I’m an academic doctor. But for-profit research may be the way of the future.
As a cancer doctor and researcher working in academia, I’ve been taught to distrust any studies associated with for-profit companies. But the landscape of research is changing—and for-profit research may be the best way to help patients in the future.
Recently, a research colleague conducted a study that found the Affordable Care Act reduced racial disparities for patients with cancer. One of the largest medical conferences in the country asked her to discuss her study in front of thousands of doctors.
But later, she was asked to withdraw from discussing her work and have an academic professor present in her place. The reason: She was employed by a for-profit company and the work could appear biased. But her methodology was impeccable. And, although her company supported the study and provided her with data, it had no direct financial stake in the outcome.
It’s easy to understand why people distrust for-profit research. For-profit industries like the pharmaceutical industry have spent decades trying to influence studies to get more of their products onto the market. Decades of corporate influence in medical research have led to a growth of conflict of interest policies, forcing researchers to disclose any ties with for-profit industries. Some have argued to go a step further—to eliminate the involvement of for-profit industries in academic research.
Even though academic journals and meetings don’t strictly ban for-profit research, the majority of studies are led by academic physicians. As a result, most patients who want to participate to test a drug or device need to go to an academic center that may be hours from home.
There are several trends that make elimination of the for-profit industry in research impossible—and maybe even dangerous.
First, government research allocations—which used to be the predominant form of funding—are becoming more limited. In the 1960s and 1970s, the government funded more than 70% of all basic science research. That federal share dropped below 50% for the first time in 2015. And, if President Donald Trump’s budget proposals ever becomes a reality, organizations such as the National Science Foundation could face a 12% cut in their allocations.
Second, patient data is increasingly in the hands of for-profit industries. Insurance firms and other for-profit companies have been collecting patient data that yields important information that could be used to shape medical care and health policy.
As an example, in cancer medicine, companies such as Flatiron Health and Foundation Medicine have collected de-identified repositories of patient health and genetic information. A recent paper led by Flatiron and Foundation, published in the Journal of the American Medical Association, highlighted how such “real-world” data could help improve the design of clinical trials so that more patients—namely, underrepresented minorities—are included.
Google and other for-profit companies have similarly published high-profile medical research in recent years.
But this is the exception, rather than the norm.
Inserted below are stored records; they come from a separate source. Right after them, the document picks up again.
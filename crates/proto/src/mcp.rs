//! MCP payload types: handshake, capabilities, and catalog entries.

use serde::{Deserialize, Serialize};
use serde_json::Value;

// ━━━━━━━━━━━━━━━━━━━━━━━━━━━━━━━━━━━━━━━━━━━━━━━━━━━━━━━━━━━━━━━━━━
// Methods & protocol versions
// ━━━━━━━━━━━━━━━━━━━━━━━━━━━━━━━━━━━━━━━━━━━━━━━━━━━━━━━━━━━━━━━━━━

pub mod methods {
    pub const INITIALIZE: &str = "initialize";
    pub const INITIALIZED: &str = "notifications/initialized";
    pub const PING: &str = "ping";
    pub const TOOLS_LIST: &str = "tools/list";
    pub const TOOLS_CALL: &str = "tools/call";
    pub const RESOURCES_LIST: &str = "resources/list";
    pub const RESOURCES_READ: &str = "resources/read";
    pub const PROMPTS_LIST: &str = "prompts/list";
    pub const PROMPTS_GET: &str = "prompts/get";
    pub const SAMPLING_CREATE_MESSAGE: &str = "sampling/createMessage";
    pub const ELICITATION_CREATE: &str = "elicitation/create";
}

/// The only protocol version accepted over stdio.
pub const STDIO_PROTOCOL_VERSION: &str = "2025-11-25";

/// Versions the HTTP transport accepts from upstream SDKs.
pub const HTTP_PROTOCOL_VERSIONS: &[&str] =
    &["2025-11-25", "2025-06-18", "2025-03-26", "2024-11-05"];

/// The aggregation kind a `list_changed` notification refers to.
#[derive(Debug, Clone, Copy, Serialize, Deserialize, PartialEq, Eq, Hash)]
#[serde(rename_all = "lowercase")]
pub enum ListChangedKind {
    Tools,
    Resources,
    Prompts,
}

impl ListChangedKind {
    /// Map a notification method to its kind, if it is a list_changed.
    pub fn from_method(method: &str) -> Option<ListChangedKind> {
        match method {
            "notifications/tools/list_changed" => Some(ListChangedKind::Tools),
            "notifications/resources/list_changed" => Some(ListChangedKind::Resources),
            "notifications/prompts/list_changed" => Some(ListChangedKind::Prompts),
            _ => None,
        }
    }
}

// ━━━━━━━━━━━━━━━━━━━━━━━━━━━━━━━━━━━━━━━━━━━━━━━━━━━━━━━━━━━━━━━━━━
// Handshake
// ━━━━━━━━━━━━━━━━━━━━━━━━━━━━━━━━━━━━━━━━━━━━━━━━━━━━━━━━━━━━━━━━━━

#[derive(Debug, Clone, Serialize, Deserialize, PartialEq)]
#[serde(rename_all = "camelCase")]
pub struct ClientInfo {
    pub name: String,
    pub version: String,
}

impl Default for ClientInfo {
    fn default() -> Self {
        Self {
            name: "mcpv".into(),
            version: env!("CARGO_PKG_VERSION").into(),
        }
    }
}

/// Capabilities the gateway advertises to a downstream. Sampling and
/// elicitation are present iff the runtime wired the matching handlers.
#[derive(Debug, Clone, Serialize, Deserialize, Default, PartialEq)]
#[serde(rename_all = "camelCase")]
pub struct ClientCapabilities {
    #[serde(skip_serializing_if = "Option::is_none")]
    pub sampling: Option<Value>,
    #[serde(skip_serializing_if = "Option::is_none")]
    pub elicitation: Option<Value>,
}

#[derive(Debug, Clone, Serialize, Deserialize, PartialEq)]
#[serde(rename_all = "camelCase")]
pub struct InitializeParams {
    pub protocol_version: String,
    pub capabilities: ClientCapabilities,
    pub client_info: ClientInfo,
}

/// Per-capability flags a downstream may report.
#[derive(Debug, Clone, Serialize, Deserialize, Default, PartialEq)]
#[serde(rename_all = "camelCase")]
pub struct CapabilityFlags {
    #[serde(default)]
    pub list_changed: bool,
    #[serde(default)]
    pub subscribe: bool,
}

/// Capabilities reported by a downstream in its initialize response.
#[derive(Debug, Clone, Serialize, Deserialize, Default, PartialEq)]
#[serde(rename_all = "camelCase")]
pub struct ServerCapabilities {
    #[serde(default, skip_serializing_if = "Option::is_none")]
    pub tools: Option<CapabilityFlags>,
    #[serde(default, skip_serializing_if = "Option::is_none")]
    pub resources: Option<CapabilityFlags>,
    #[serde(default, skip_serializing_if = "Option::is_none")]
    pub prompts: Option<CapabilityFlags>,
    #[serde(default, skip_serializing_if = "Option::is_none")]
    pub logging: Option<Value>,
    #[serde(default, skip_serializing_if = "Option::is_none")]
    pub completions: Option<Value>,
    #[serde(default, skip_serializing_if = "Option::is_none")]
    pub experimental: Option<Value>,
}

#[derive(Debug, Clone, Serialize, Deserialize, Default, PartialEq)]
#[serde(rename_all = "camelCase")]
pub struct ServerInfo {
    #[serde(default)]
    pub name: String,
    #[serde(default)]
    pub version: String,
}

#[derive(Debug, Clone, Serialize, Deserialize, PartialEq)]
#[serde(rename_all = "camelCase")]
pub struct InitializeResult {
    pub protocol_version: String,
    #[serde(default)]
    pub capabilities: ServerCapabilities,
    #[serde(default)]
    pub server_info: ServerInfo,
}

// ━━━━━━━━━━━━━━━━━━━━━━━━━━━━━━━━━━━━━━━━━━━━━━━━━━━━━━━━━━━━━━━━━━
// Catalog entries
// ━━━━━━━━━━━━━━━━━━━━━━━━━━━━━━━━━━━━━━━━━━━━━━━━━━━━━━━━━━━━━━━━━━

/// A single tool definition returned by `tools/list`.
#[derive(Debug, Clone, Serialize, Deserialize, PartialEq)]
#[serde(rename_all = "camelCase")]
pub struct ToolDef {
    pub name: String,
    #[serde(default)]
    pub description: String,
    #[serde(default = "default_schema")]
    pub input_schema: Value,
    #[serde(default, skip_serializing_if = "Option::is_none")]
    pub output_schema: Option<Value>,
    #[serde(default, skip_serializing_if = "Option::is_none")]
    pub annotations: Option<Value>,
}

fn default_schema() -> Value {
    serde_json::json!({ "type": "object", "properties": {} })
}

/// A single resource definition returned by `resources/list`.
#[derive(Debug, Clone, Serialize, Deserialize, PartialEq)]
#[serde(rename_all = "camelCase")]
pub struct ResourceDef {
    pub uri: String,
    #[serde(default)]
    pub name: String,
    #[serde(default)]
    pub description: String,
    #[serde(default, skip_serializing_if = "Option::is_none")]
    pub mime_type: Option<String>,
    #[serde(default, skip_serializing_if = "Option::is_none")]
    pub annotations: Option<Value>,
}

/// An argument a prompt accepts.
#[derive(Debug, Clone, Serialize, Deserialize, PartialEq)]
#[serde(rename_all = "camelCase")]
pub struct PromptArgument {
    pub name: String,
    #[serde(default)]
    pub description: String,
    #[serde(default)]
    pub required: bool,
}

/// A single prompt definition returned by `prompts/list`.
#[derive(Debug, Clone, Serialize, Deserialize, PartialEq)]
#[serde(rename_all = "camelCase")]
pub struct PromptDef {
    pub name: String,
    #[serde(default)]
    pub description: String,
    #[serde(default)]
    pub arguments: Vec<PromptArgument>,
}

#[derive(Debug, Clone, Serialize, Deserialize, Default, PartialEq)]
pub struct ToolsListResult {
    #[serde(default)]
    pub tools: Vec<ToolDef>,
}

#[derive(Debug, Clone, Serialize, Deserialize, Default, PartialEq)]
pub struct ResourcesListResult {
    #[serde(default)]
    pub resources: Vec<ResourceDef>,
}

#[derive(Debug, Clone, Serialize, Deserialize, Default, PartialEq)]
pub struct PromptsListResult {
    #[serde(default)]
    pub prompts: Vec<PromptDef>,
}

#[cfg(test)]
mod tests {
    use super::*;

    #[test]
    fn list_changed_method_mapping() {
        assert_eq!(
            ListChangedKind::from_method("notifications/tools/list_changed"),
            Some(ListChangedKind::Tools)
        );
        assert_eq!(
            ListChangedKind::from_method("notifications/prompts/list_changed"),
            Some(ListChangedKind::Prompts)
        );
        assert_eq!(ListChangedKind::from_method("notifications/progress"), None);
    }

    #[test]
    fn capabilities_omitted_without_handlers() {
        let params = InitializeParams {
            protocol_version: STDIO_PROTOCOL_VERSION.into(),
            capabilities: ClientCapabilities::default(),
            client_info: ClientInfo::default(),
        };
        let json = serde_json::to_string(&params).unwrap();
        assert!(!json.contains("sampling"));
        assert!(!json.contains("elicitation"));
        assert!(json.contains("\"protocolVersion\":\"2025-11-25\""));
    }

    #[test]
    fn capabilities_present_with_handlers() {
        let caps = ClientCapabilities {
            sampling: Some(serde_json::json!({})),
            elicitation: None,
        };
        let json = serde_json::to_string(&caps).unwrap();
        assert!(json.contains("sampling"));
        assert!(!json.contains("elicitation"));
    }

    #[test]
    fn initialize_result_parses_capabilities() {
        let raw = r#"{
            "protocolVersion": "2025-11-25",
            "capabilities": {
                "tools": { "listChanged": true },
                "resources": {},
                "logging": {}
            },
            "serverInfo": { "name": "demo", "version": "1.0.0" }
        }"#;
        let result: InitializeResult = serde_json::from_str(raw).unwrap();
        assert!(result.capabilities.tools.as_ref().unwrap().list_changed);
        assert!(!result.capabilities.resources.as_ref().unwrap().list_changed);
        assert!(result.capabilities.prompts.is_none());
        assert_eq!(result.server_info.name, "demo");
    }

    #[test]
    fn tool_def_defaults_schema() {
        let tool: ToolDef = serde_json::from_str(r#"{ "name": "ping" }"#).unwrap();
        assert_eq!(tool.input_schema["type"], "object");
        assert!(tool.description.is_empty());
    }

    #[test]
    fn resource_and_prompt_parse() {
        let res: ResourceDef = serde_json::from_str(
            r#"{ "uri": "file:///tmp/a.txt", "name": "a", "mimeType": "text/plain" }"#,
        )
        .unwrap();
        assert_eq!(res.mime_type.as_deref(), Some("text/plain"));

        let prompt: PromptDef = serde_json::from_str(
            r#"{ "name": "summarize", "arguments": [{ "name": "text", "required": true }] }"#,
        )
        .unwrap();
        assert!(prompt.arguments[0].required);
    }

    #[test]
    fn http_versions_include_stdio_version() {
        assert!(HTTP_PROTOCOL_VERSIONS.contains(&STDIO_PROTOCOL_VERSION));
    }
}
Because for-profit researchers may face heavy bias from academic journal editors and reviewers, companies more commonly provide data to academic organizations, and then academic physicians lead and publish the study. As a result of this complicated process, we are probably only scratching the surface of what can be learned from this data.
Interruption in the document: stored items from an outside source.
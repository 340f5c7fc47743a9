//! Command-line interface for the `mcpv` binary.

use std::path::PathBuf;

use clap::{Parser, Subcommand};

use crate::catalog::CatalogProvider;
use mcpv_domain::config::ConfigSeverity;

/// Exit codes shared with the wrapper scripts.
pub mod exit_codes {
    pub const OK: i32 = 0;
    pub const ERROR: i32 = 1;
    pub const NOT_RUNNING: i32 = 3;
    pub const NOT_INSTALLED: i32 = 4;
}

#[derive(Parser)]
#[command(name = "mcpv", about = "Local control plane for MCP servers")]
pub struct Cli {
    /// Path to the gateway config file.
    #[arg(long, global = true, default_value = "mcpv.yaml")]
    pub config: PathBuf,

    #[command(subcommand)]
    pub command: Option<Command>,
}

#[derive(Subcommand)]
pub enum Command {
    /// Run the gateway (default).
    Serve,
    /// Config inspection.
    #[command(subcommand)]
    Config(ConfigCommand),
    /// Print the version.
    Version,
}

#[derive(Subcommand)]
pub enum ConfigCommand {
    /// Validate the config file and report issues.
    Validate,
    /// Print the normalized config.
    Show,
}

/// `mcpv config validate`: print every issue, return success iff none
/// are errors.
pub fn validate(path: &PathBuf) -> bool {
    match CatalogProvider::validate_file(path) {
        Ok((_config, issues)) => {
            for issue in &issues {
                println!("{issue}");
            }
            let errors = issues
                .iter()
                .filter(|i| i.severity == ConfigSeverity::Error)
                .count();
            if errors == 0 {
                println!("config OK ({} warning(s))", issues.len());
                true
            } else {
                println!("config INVALID ({errors} error(s))");
                false
            }
        }
        Err(e) => {
            println!("config INVALID: {e}");
            false
        }
    }
}

/// `mcpv config show`: dump the normalized config as YAML.
pub fn show(path: &PathBuf) -> bool {
    match CatalogProvider::validate_file(path) {
        Ok((config, _issues)) => {
            match serde_yaml::to_string(&config) {
                Ok(rendered) => {
                    println!("{rendered}");
                    true
                }
                Err(e) => {
                    eprintln!("failed to render config: {e}");
                    false
                }
            }
        }
        Err(e) => {
            eprintln!("failed to load config: {e}");
            false
        }
    }
}

#[cfg(test)]
mod tests {
    use super::*;
    use std::io::Write;

    fn config_file(content: &str) -> (tempfile::TempDir, PathBuf) {
        let dir = tempfile::tempdir().unwrap();
        let path = dir.path().join("mcpv.yaml");
        let mut file = std::fs::File::create(&path).unwrap();
        file.write_all(content.as_bytes()).unwrap();
        (dir, path)
    }

    #[test]
    fn validate_accepts_good_config() {
        let (_dir, path) = config_file("servers:\n  - name: a\n    cmd: echo\n");
        assert!(validate(&path));
    }

    #[test]
    fn validate_rejects_bad_config() {
        let (_dir, path) = config_file("servers:\n  - name: a\n");
        assert!(!validate(&path));
    }

    #[test]
    fn show_round_trips() {
        let (_dir, path) = config_file("servers:\n  - name: a\n    cmd: echo\n");
        assert!(show(&path));
    }
}
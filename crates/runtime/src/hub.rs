//! List-change hub.
//!
//! Downstream servers announce catalog changes via
//! `notifications/*/list_changed`. Every [`conn::Conn`](crate::conn::Conn)
//! reader loop publishes the `{kind, specKey}` pair here and the
//! aggregation indexes subscribe to schedule targeted refreshes.

use mcpv_domain::SpecKey;
use mcpv_proto::mcp::ListChangedKind;
use tokio::sync::broadcast;

/// A catalog-change announcement from one downstream.
#[derive(Debug, Clone, PartialEq, Eq)]
pub struct ListChange {
    pub kind: ListChangedKind,
    pub spec_key: SpecKey,
}

/// Broadcast fan-out of list-change announcements.
#[derive(Clone)]
pub struct ListChangeHub {
    tx: broadcast::Sender<ListChange>,
}

impl ListChangeHub {
    pub fn new(capacity: usize) -> Self {
        let (tx, _rx) = broadcast::channel(capacity.max(16));
        Self { tx }
    }

    pub fn publish(&self, kind: ListChangedKind, spec_key: SpecKey) {
        let change = ListChange { kind, spec_key };
        // Nobody listening is fine (e.g. before the indexes start).
        let _ = self.tx.send(change);
    }

    pub fn subscribe(&self) -> broadcast::Receiver<ListChange> {
        self.tx.subscribe()
    }
}

impl Default for ListChangeHub {
    fn default() -> Self {
        Self::new(128)
    }
}
//! Runtime and server-init status services.
//!
//! A single hub task subscribes to scheduler events and republishes two
//! watch channels: per-pool runtime status (ready/starting/draining
//! counts, warm targets, last error) and per-spec init status (current
//! handshake step, attempt age, last error) derived from the
//! diagnostics probe. Watchers filter by client visibility at the API
//! layer.

use std::collections::HashMap;
use std::sync::Arc;

use chrono::{DateTime, Utc};
use mcpv_domain::SpecKey;
use mcpv_runtime::probe::DiagnosticsProbe;
use mcpv_runtime::scheduler::PoolStatus;
use mcpv_runtime::{Scheduler, SchedulerEvent};
use parking_lot::Mutex;
use serde::Serialize;
use tokio::sync::watch;
use tokio_util::sync::CancellationToken;

/// One pool's externally visible status.
#[derive(Debug, Clone, Serialize)]
pub struct ServerRuntimeStatus {
    #[serde(flatten)]
    pub pool: PoolStatus,
    #[serde(skip_serializing_if = "Option::is_none")]
    pub last_error: Option<String>,
}

/// Per-spec handshake progress.
#[derive(Debug, Clone, Serialize)]
pub struct ServerInitStatus {
    pub spec_key: SpecKey,
    pub server_name: String,
    pub step: String,
    pub since: DateTime<Utc>,
    pub duration_ms: u64,
    #[serde(skip_serializing_if = "Option::is_none")]
    pub last_error: Option<String>,
}

/// Publishes status snapshots on scheduler events.
pub struct StatusHub {
    scheduler: Arc<Scheduler>,
    probe: Arc<DiagnosticsProbe>,
    last_errors: Mutex<HashMap<SpecKey, String>>,
    runtime_tx: watch::Sender<Arc<Vec<ServerRuntimeStatus>>>,
    init_tx: watch::Sender<Arc<Vec<ServerInitStatus>>>,
}

impl StatusHub {
    pub fn new(scheduler: Arc<Scheduler>, probe: Arc<DiagnosticsProbe>) -> Arc<StatusHub> {
        let (runtime_tx, _) = watch::channel(Arc::new(Vec::new()));
        let (init_tx, _) = watch::channel(Arc::new(Vec::new()));
        Arc::new(StatusHub {
            scheduler,
            probe,
            last_errors: Mutex::new(HashMap::new()),
            runtime_tx,
            init_tx,
        })
    }

    pub fn watch_runtime(&self) -> watch::Receiver<Arc<Vec<ServerRuntimeStatus>>> {
        self.runtime_tx.subscribe()
    }

    pub fn watch_init(&self) -> watch::Receiver<Arc<Vec<ServerInitStatus>>> {
        self.init_tx.subscribe()
    }

    /// Rebuild both snapshots and publish them.
    pub fn refresh(&self) {
        let last_errors = self.last_errors.lock().clone();
        let runtime: Vec<ServerRuntimeStatus> = self
            .scheduler
            .pool_statuses()
            .into_iter()
            .map(|pool| {
                let last_error = last_errors.get(&pool.spec_key).cloned();
                ServerRuntimeStatus { pool, last_error }
            })
            .collect();
        self.runtime_tx.send_replace(Arc::new(runtime));

        let init: Vec<ServerInitStatus> = self
            .probe
            .stuck_summary()
            .into_iter()
            .map(|(spec_key, entry)| ServerInitStatus {
                spec_key,
                server_name: entry.server_name,
                step: entry.step.to_string(),
                since: entry.since,
                duration_ms: entry.duration_ms,
                last_error: entry.last_error,
            })
            .collect();
        self.init_tx.send_replace(Arc::new(init));
    }

    /// Event pump; runs until the root token cancels.
    pub async fn run(self: Arc<Self>, root: CancellationToken) {
        let mut events = self.scheduler.subscribe();
        self.refresh();
        loop {
            tokio::select! {
                event = events.recv() => match event {
                    Ok(event) => {
                        if let SchedulerEvent::InstanceFailed { spec_key, error } = &event {
                            self.last_errors
                                .lock()
                                .insert(spec_key.clone(), error.clone());
                        }
                        if let SchedulerEvent::InstanceStarted { spec_key } = &event {
                            self.last_errors.lock().remove(spec_key);
                        }
                        self.refresh();
                    }
                    Err(tokio::sync::broadcast::error::RecvError::Lagged(_)) => self.refresh(),
                    Err(tokio::sync::broadcast::error::RecvError::Closed) => return,
                },
                _ = root.cancelled() => return,
            }
        }
    }
}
Coincidentally, people are increasingly willing to share their data with for-profit companies for research.
In a 2018 Deloitte survey, 46% of patients reported being willing to share their personal data (including data from their health records and smartphones) with their health plan or with a hospital affiliated with a university, and 31% were willing to share data with device manufacturers or pharmaceutical companies. As people become more comfortable sharing data with private companies, these percentages may increase.
Finally, many talented people are increasingly working in the for-profit sector to advance science. Much of the advances in artificial intelligence, for example, have come from tech companies such as Google. These technologies hold the potential to improve the accuracy of interpreting radiology images or pathology data. Physicians and policymakers should be encouraging companies to present their work if it can benefit patients—rather than bar them from medical conferences and academic journals.
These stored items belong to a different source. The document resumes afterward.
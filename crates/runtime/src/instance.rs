//! A running downstream instance and its lifecycle state.

use std::sync::atomic::{AtomicU32, Ordering};
use std::sync::Arc;
use std::time::{Duration, Instant};

use mcpv_domain::config::ServerSpec;
use mcpv_domain::SpecKey;
use mcpv_proto::mcp::ServerCapabilities;
use parking_lot::Mutex;
use serde::Serialize;
use tokio_util::sync::CancellationToken;

use crate::conn::Conn;
use crate::launcher::StopHandle;

/// Instance lifecycle states.
#[derive(Debug, Clone, Copy, Serialize, PartialEq, Eq)]
#[serde(rename_all = "lowercase")]
pub enum InstanceState {
    Starting,
    Ready,
    Draining,
    Stopped,
    Failed,
}

/// One downstream instance. Owned exclusively by its pool entry; never
/// shared across specs.
pub struct Instance {
    pub id: String,
    pub spec_key: SpecKey,
    pub spec: Arc<ServerSpec>,
    pub conn: Arc<Conn>,
    pub capabilities: ServerCapabilities,
    stop: StopHandle,

    state: Mutex<InstanceState>,
    busy: AtomicU32,
    last_active: Mutex<Instant>,
    last_heartbeat: Mutex<Instant>,
    sticky_key: Mutex<Option<String>>,
    /// Fires when a draining instance's busy count reaches zero.
    /// `CancellationToken` gives the idempotent close-once gate.
    drain_done: CancellationToken,
}

impl std::fmt::Debug for Instance {
    fn fmt(&self, f: &mut std::fmt::Formatter<'_>) -> std::fmt::Result {
        f.debug_struct("Instance")
            .field("id", &self.id)
            .field("spec_key", &self.spec_key)
            .field("state", &*self.state.lock())
            .finish()
    }
}

impl Instance {
    pub fn new(
        spec_key: SpecKey,
        spec: Arc<ServerSpec>,
        conn: Arc<Conn>,
        capabilities: ServerCapabilities,
        stop: StopHandle,
    ) -> Arc<Instance> {
        let now = Instant::now();
        Arc::new(Instance {
            id: uuid::Uuid::new_v4().to_string(),
            spec_key,
            spec,
            conn,
            capabilities,
            stop,
            state: Mutex::new(InstanceState::Ready),
            busy: AtomicU32::new(0),
            last_active: Mutex::new(now),
            last_heartbeat: Mutex::new(now),
            sticky_key: Mutex::new(None),
            drain_done: CancellationToken::new(),
        })
    }

    pub fn state(&self) -> InstanceState {
        *self.state.lock()
    }

    pub fn set_state(&self, state: InstanceState) {
        *self.state.lock() = state;
    }

    pub fn busy(&self) -> u32 {
        self.busy.load(Ordering::SeqCst)
    }

    pub fn inc_busy(&self) -> u32 {
        self.busy.fetch_add(1, Ordering::SeqCst) + 1
    }

    /// Decrement busy, returning the new count.
    pub fn dec_busy(&self) -> u32 {
        let prev = self.busy.fetch_sub(1, Ordering::SeqCst);
        debug_assert!(prev > 0, "busy count underflow");
        prev - 1
    }

    /// Record activity (acquire/release) for idle accounting.
    pub fn touch(&self) {
        *self.last_active.lock() = Instant::now();
    }

    pub fn idle_for(&self) -> Duration {
        self.last_active.lock().elapsed()
    }

    pub fn mark_heartbeat(&self) {
        *self.last_heartbeat.lock() = Instant::now();
    }

    pub fn heartbeat_age(&self) -> Duration {
        self.last_heartbeat.lock().elapsed()
    }

    pub fn sticky_key(&self) -> Option<String> {
        self.sticky_key.lock().clone()
    }

    pub fn set_sticky_key(&self, key: Option<String>) {
        *self.sticky_key.lock() = key;
    }

    /// Signal that a draining instance finished its last busy slot.
    /// Tolerates concurrent signalers.
    pub fn signal_drain_done(&self) {
        self.drain_done.cancel();
    }

    /// Wait until the drain gate fires. Returns immediately if it already
    /// has.
    pub async fn wait_drain_done(&self) {
        self.drain_done.cancelled().await;
    }

    /// Close the connection and stop the underlying process. Used by the
    /// scheduler once the instance leaves the pool.
    pub async fn shutdown(&self) {
        self.conn.close();
        self.stop.stop().await;
    }
}

#[cfg(test)]
mod tests {
    use super::*;
    use crate::conn::ConnHandlers;
    use crate::hub::ListChangeHub;
    use crate::launcher::{Launcher, StdioLauncher};
    use crate::logs::LogHub;

    pub(crate) async fn cat_instance() -> Arc<Instance> {
        let spec: ServerSpec = serde_yaml::from_str("name: cat\ncmd: cat\n").unwrap();
        let key = SpecKey::of(&spec);
        let launcher = StdioLauncher::new(LogHub::default(), Default::default());
        let launched = launcher.start(&key, &spec).await.unwrap();
        let conn = Conn::connect(
            key.clone(),
            launched.io,
            ListChangeHub::default(),
            ConnHandlers::default(),
        );
        Instance::new(
            key,
            Arc::new(spec),
            conn,
            ServerCapabilities::default(),
            launched.stop,
        )
    }

    #[tokio::test]
    async fn busy_counting() {
        let instance = cat_instance().await;
        assert_eq!(instance.busy(), 0);
        assert_eq!(instance.inc_busy(), 1);
        assert_eq!(instance.inc_busy(), 2);
        assert_eq!(instance.dec_busy(), 1);
        assert_eq!(instance.dec_busy(), 0);
        instance.shutdown().await;
    }

    #[tokio::test]
    async fn drain_gate_tolerates_concurrent_signalers() {
        let instance = cat_instance().await;
        let waiter = {
            let instance = instance.clone();
            tokio::spawn(async move { instance.wait_drain_done().await })
        };
        instance.signal_drain_done();
        instance.signal_drain_done();
        tokio::time::timeout(Duration::from_secs(1), waiter)
            .await
            .expect("drain gate never fired")
            .unwrap();
        // Late waiters return immediately.
        instance.wait_drain_done().await;
        instance.shutdown().await;
    }

    #[tokio::test]
    async fn state_transitions() {
        let instance = cat_instance().await;
        assert_eq!(instance.state(), InstanceState::Ready);
        instance.set_state(InstanceState::Draining);
        assert_eq!(instance.state(), InstanceState::Draining);
        instance.set_state(InstanceState::Stopped);
        instance.shutdown().await;
    }
}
Important research will increasingly be conducted, funded or facilitated by for-profit companies. Admittedly, researchers and patients will need to be on guard: Patient informed consent will be more important than ever. And for-profit companies will need to follow appropriate research practices—including publishing negative results that may hurt their bottom-line and releasing analysis plans well in advance of publishing their research results—that are equally or more strict than most academic researchers follow.
Finally, these for-profit companies may need to make their data public so that independent bodies can confirm that their findings are accurate.
With these safeguards in place, patients and academics should be open to interactions with the for-profit industry to advance research. Otherwise, industries are unlikely to be motivated to use their data and expertise to improve public health.•
Parikh is an oncologist at the University of Pennsylvania and the Philadelphia VA Medical Center. He wrote this column for The Washington Post.